05/06/2014
Nas suas idas e vindas das colmeias, as abelhas interagem com boa parte do ambiente em sua volta, além de realizarem um importante trabalho de polinização de plantas que muito contribui para a manutenção da biodiversidade e a produção de alimentos em todo mundo. Agora, enxames delas vão assumir um outro papel, o de estações meteorológicas “biônicas”, para ajudar a monitorar os efeitos das mudanças climáticas na Amazônia e em seu próprio comportamento.

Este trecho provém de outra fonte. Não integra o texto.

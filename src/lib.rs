//! Qualitative controller synthesis for consumption Markov decision
//! processes (ConsMDPs).
//!
//! A ConsMDP is an MDP whose actions consume an integer amount of a
//! resource and whose state space contains designated *reload* states
//! where the resource is replenished up to a fixed capacity. For a
//! given capacity and target set, the solvers in this crate compute,
//! for every state, the minimal initial resource level from which a
//! strategy exists for one of the qualitative objectives (survival,
//! positive reachability, almost-sure reachability, almost-sure
//! Büchi), together with a finite-memory counter strategy witnessing
//! the levels.
//!
//! The typical entry point is [`solve`], or [`EnergySolver`] when
//! several objectives are needed over the same model.

use std::sync::atomic::{AtomicBool, Ordering};
use std::sync::Arc;

use thiserror::Error;

pub mod dba;
pub mod distribution;
pub mod examples;
pub mod labeled;
pub mod mdp;
pub mod mec;
pub mod solver;
pub mod strategy;

pub use crate::dba::Dba;
pub use crate::distribution::Distribution;
pub use crate::labeled::{LabeledConsMdp, ProductConsMdp};
pub use crate::mdp::{ActionData, ConsMdp};
pub use crate::mec::Mec;
pub use crate::solver::{solve, EnergySolver, Objective, SafetyVariant};
pub use crate::strategy::{CounterSelector, CounterStrategy, SelectionRule};

/// Identifier of a state, dense in `[0, num_states)`.
pub type StateId = usize;

/// Index of an action in the owning [`ConsMdp`]. Stable once created.
pub type ActionId = usize;

/// Resource level or consumption amount.
pub type Level = u32;

/// Sentinel for "no finite level suffices". Any computed value above
/// the capacity collapses to this.
pub const INF: Level = Level::MAX;

#[derive(Debug, Error)]
pub enum Error {
    /// The model violates a structural invariant (bad distribution,
    /// unknown successor, duplicate name or label, state without
    /// actions).
    #[error("invalid model: {0}")]
    InvalidModel(String),

    /// The zero-consumption transitions contain a cycle; the energy
    /// fixpoints would not terminate on such a model.
    #[error("zero-consumption cycle detected")]
    NonTerminating,

    /// Cooperative cancellation was requested between fixpoint rounds.
    #[error("computation cancelled")]
    Cancelled,

    /// The play ran out of selection rules: the current level is below
    /// every lower bound of the current state's rule.
    #[error("resource exhausted in state {state} at level {energy}")]
    Exhaustion { state: StateId, energy: Level },

    /// No strategy exists from the requested initial state.
    #[error("no strategy exists from state {0}")]
    NoStrategy(StateId),
}

/// Cooperative cancellation for long-running fixpoint computations.
///
/// Cloning shares the flag. Solvers check the token between fixpoint
/// rounds and abort with [`Error::Cancelled`]; partial results are
/// discarded.
#[derive(Debug, Clone, Default)]
pub struct CancelToken(Arc<AtomicBool>);

impl CancelToken {
    pub fn new() -> Self {
        Self::default()
    }

    pub fn cancel(&self) {
        self.0.store(true, Ordering::Relaxed);
    }

    pub fn is_cancelled(&self) -> bool {
        self.0.load(Ordering::Relaxed)
    }
}

#[cfg(test)]
mod tests {
    use super::*;

    #[test]
    fn cancel_token_is_shared() {
        let t = CancelToken::new();
        let u = t.clone();
        assert!(!u.is_cancelled());
        t.cancel();
        assert!(u.is_cancelled());
    }
}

Desde a semana passada, pesquisadores do Instituto Tecnológico Vale (ITV) e da CSIRO, agência federal de pesquisas científicas da Austrália, estão instalando microssensores em 400 abelhas de um apiário no município de Santa Bárbara do Pará, a uma hora de distância de Belém, na primeira fase da experiência, que também visa descobrir as causas do chamado Distúrbio de Colapso de Colônias (CCD, na sigla em inglês), que só nos Estados Unidos já provocou a morte de 35% desses insetos criados em cativeiro.

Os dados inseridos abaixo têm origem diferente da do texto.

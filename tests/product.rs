//! Labeled ConsMDP and the product with a deterministic Büchi
//! automaton.

use std::collections::BTreeSet;

use consmdp::examples::product_example;
use consmdp::labeled::product_with_dba;
use consmdp::{solve, Dba, Error, Objective, INF};

fn ap(xs: &[u32]) -> BTreeSet<u32> {
    xs.iter().copied().collect()
}

/// Automaton for "infinitely often s1 and infinitely often s2":
/// state 0 waits for s1, state 1 waits for s2, state 2 is the
/// accepting hand-over back to state 0's duty.
fn gf_both() -> Dba {
    let mut d = Dba::new(3, 0, [2]);
    for q in [0, 2] {
        d.add_edge(q, ap(&[0]), 1).unwrap();
        d.add_edge(q, ap(&[1]), 0).unwrap();
        d.add_edge(q, ap(&[]), 0).unwrap();
    }
    d.add_edge(1, ap(&[1]), 2).unwrap();
    d.add_edge(1, ap(&[0]), 1).unwrap();
    d.add_edge(1, ap(&[]), 1).unwrap();
    d
}

#[test]
fn product_reaches_expected_states() {
    let l = product_example();
    let (product, targets) = product_with_dba(&l, &gf_both(), None).unwrap();
    assert_eq!(
        product.components(),
        &[(0, 0), (1, 1), (2, 0), (3, 0), (3, 1), (0, 1), (2, 2)]
    );
    assert_eq!(targets, vec![6]);
    // Reload status is inherited from the model component.
    assert!(product.mdp().is_reload(3));
    assert!(product.mdp().is_reload(4));
    assert!(!product.mdp().is_reload(6));
    assert_eq!(product.product_state(2, 2), Some(6));
    assert_eq!(product.product_state(1, 0), None);
}

#[test]
fn buchi_on_the_product() {
    let l = product_example();
    let (product, targets) = product_with_dba(&l, &gf_both(), None).unwrap();
    let (levels, _) = solve(product.mdp(), 9, &targets, Objective::Buchi).unwrap();
    assert_eq!(levels, [2, 3, 1, 5, 5, 2, 0]);

    // More capacity changes nothing here; the levels are driven by
    // the loop structure, not the cap.
    let (levels, _) = solve(product.mdp(), 20, &targets, Objective::Buchi).unwrap();
    assert_eq!(levels, [2, 3, 1, 5, 5, 2, 0]);

    let (safe, _) = solve(product.mdp(), 20, &targets, Objective::Safety).unwrap();
    assert_eq!(safe, [2, 3, 1, 0, 0, 2, 1]);
}

#[test]
fn product_selector_maps_back_to_original_actions() {
    let l = product_example();
    let (product, targets) = product_with_dba(&l, &gf_both(), None).unwrap();
    let (levels, selector) = solve(product.mdp(), 9, &targets, Objective::Buchi).unwrap();

    for (p, &(s, q)) in product.components().iter().enumerate() {
        if levels[p] == INF {
            continue;
        }
        let aid = product.select_action(&selector, s, q, 9).unwrap();
        assert!(
            l.mdp().action_ids(s).contains(&aid),
            "selected action {} does not belong to model state {}",
            aid,
            s
        );
    }

    // Unreached (state, automaton) pairs select nothing.
    assert_eq!(product.select_action(&selector, 1, 0, 9), None);
}

#[test]
fn product_from_selected_initial_states() {
    let l = product_example();
    let (product, _) = product_with_dba(&l, &gf_both(), Some(&[3])).unwrap();
    // Still the whole reachable part, but discovered from state 3.
    assert_eq!(product.components()[0], (3, 0));
    assert!(product.product_state(0, 0).is_some());
}

#[test]
fn incomplete_automaton_is_rejected() {
    let l = product_example();
    let mut d = Dba::new(2, 0, [1]);
    d.add_edge(0, ap(&[0]), 1).unwrap();
    d.add_edge(1, ap(&[0]), 1).unwrap();
    let err = product_with_dba(&l, &d, None);
    assert!(matches!(err, Err(Error::InvalidModel(_))));
}

#[test]
fn empty_initial_set_is_rejected() {
    let l = product_example();
    assert!(matches!(
        product_with_dba(&l, &gf_both(), Some(&[])),
        Err(Error::InvalidModel(_))
    ));
}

- Não sabemos como as abelhas vão se comportar diante das projeções de aumento da temperatura e mudanças no clima devido ao aquecimento global – conta o físico Paulo de Souza, pesquisador-visitante do ITV e da CSIRO e responsável pela experiência. - Assim, entender como elas vão se adaptar a estas mudanças é importante para podermos estimar o que pode acontecer no futuro.

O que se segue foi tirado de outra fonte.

#[cfg(test)]
mod tests {
    use super::*;
    use crate::taginfo;

    fn genre_finder() -> Finder {
        let m = taginfo::all(&[]).unwrap();
        Finder::new(m["genre"].clone())
    }

    fn text(s: &str) -> Tag {
        Tag::new(TagType::Text, None, vec![s.as_bytes(), s.as_bytes()])
    }

    #[test]
    fn tag_requires_two_values() {
        let tag = text("a");
        assert_eq!(tag.original_bytes(), b"a");
        assert_eq!(tag.text(), "a");
    }

    #[test]
    fn as_type_remembers_previous() {
        let f = genre_finder();
        let tag = Tag::new(TagType::Genre, Some(f), vec![b"anime".to_vec(), b"anime".to_vec()]);
        let demoted = tag.as_type(TagType::Text, None);
        assert_eq!(demoted.tag_type(), TagType::Text);
        assert_eq!(demoted.prev_type(), Some(TagType::Genre));
        assert_eq!(demoted.original_bytes(), b"anime");
    }

    #[test]
    fn info_resolves_case_insensitively() {
        let f = genre_finder();
        for s in ["anime", "Anime", "ANIME", "ANiME"] {
            let tag = Tag::new(TagType::Genre, Some(f.clone()), vec![s.as_bytes(), s.as_bytes()]);
            let info = tag.info().expect("genre should resolve");
            assert_eq!(info.tag(), "Anime");
        }
    }

    #[test]
    fn date_normalize() {
        let tag = Tag::new(
            TagType::Date,
            None,
            vec![b"2009-01-02".to_vec(), b"2009".to_vec(), b"01".to_vec(), b"02".to_vec()],
        );
        assert_eq!(tag.date(), (2009, 1, 2));
        assert_eq!(tag.normalize(), "2009-01-02");

        let tag = Tag::new(
            TagType::Date,
            None,
            vec![b"2009".to_vec(), b"2009".to_vec(), Vec::new(), Vec::new()],
        );
        assert_eq!(tag.normalize(), "2009");
    }

    #[test]
    fn series_normalize() {
        let tag = Tag::new(
            TagType::Series,
            None,
            vec![b"S03E02".to_vec(), b"03".to_vec(), b"02".to_vec()],
        );
        assert_eq!(tag.series(), (3, 2));
        assert_eq!(tag.normalize(), "S03E02");
    }

    #[test]
    fn disc_normalize_kinds() {
        for (kind, num, exp) in [
            ("CD", "1", "CD1"),
            ("DVD", "2", "DVD2"),
            ("S", "1", "1DiSCS"),
            ("X", "8", "8x"),
            ("D", "1", "D01"),
        ] {
            let tag = Tag::new(
                TagType::Disc,
                None,
                vec![kind.as_bytes(), kind.as_bytes(), num.as_bytes()],
            );
            assert_eq!(tag.disc(), exp, "kind {kind}");
        }
    }

    #[test]
    fn render_verbs() {
        let tag = Tag::new(
            TagType::Date,
            None,
            vec![b"2009".to_vec(), b"2009".to_vec(), Vec::new(), Vec::new()],
        );
        assert_eq!(tag.render(Verb::Original), b"2009");
        assert_eq!(tag.render(Verb::Normalized), b"2009");
        assert_eq!(tag.render(Verb::Embedded), b"<Date:2009>");
    }

    #[test]
    fn find_by_value_and_type() {
        let f = genre_finder();
        let tags = vec![
            text("a"),
            text("b"),
            Tag::new(TagType::Genre, Some(f.clone()), vec![b"anime".to_vec(), b"anime".to_vec()]),
            text("a"),
            Tag::new(TagType::Genre, Some(f.clone()), vec![b"horror".to_vec(), b"horror".to_vec()]),
            text("c"),
        ];
        let (v, _) = find(&tags, "a", None, 'o', &[]);
        assert_eq!(v.len(), 2);
        let (v, _) = find(&tags, "a", Some(1), 'o', &[]);
        assert_eq!(v.len(), 1);
        let (v, _) = find(&tags, "A", Some(1), 'o', &[]);
        assert_eq!(v.len(), 0);
        let (v, _) = find(&tags, "", None, 's', &[TagType::Text]);
        assert_eq!(v.len(), 4);
        let (v, _) = find(&tags, "", None, 'o', &[TagType::Genre]);
        assert_eq!(v.len(), 2);
        // normalized lookup goes through the registry
        for s in ["horror", "HORROR", "Horror"] {
            let (v, _) = find(&tags, s, None, 's', &[]);
            assert_eq!(v.len(), 1, "lookup {s}");
            assert_eq!(v[0].normalize(), "Horror");
        }
        // regexp matching
        let (v, _) = find(&tags, "(?i)^anime$", None, 'r', &[]);
        assert_eq!(v.len(), 1);
        let (v, _) = find(&tags, "(?i)^(anime|horror)$", None, 'r', &[]);
        assert_eq!(v.len(), 2);
    }
}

Souza explica que os microssensores usados no experimento são capazes de gerar a própria energia e captar e armazenar dados não só do comportamento das abelhas como da temperatura, umidade e nível de insolação do ambiente. Tudo isso espremido em um pequeno quadrado com 2,5 milímetros de lado com peso de 5,4 miligramas, o que faz com que as abelhas, da espécie Apis mellifera africanizadas, com em média 70 miligramas de peso, sintam como se estivessem “carregando uma mochila nas costas”.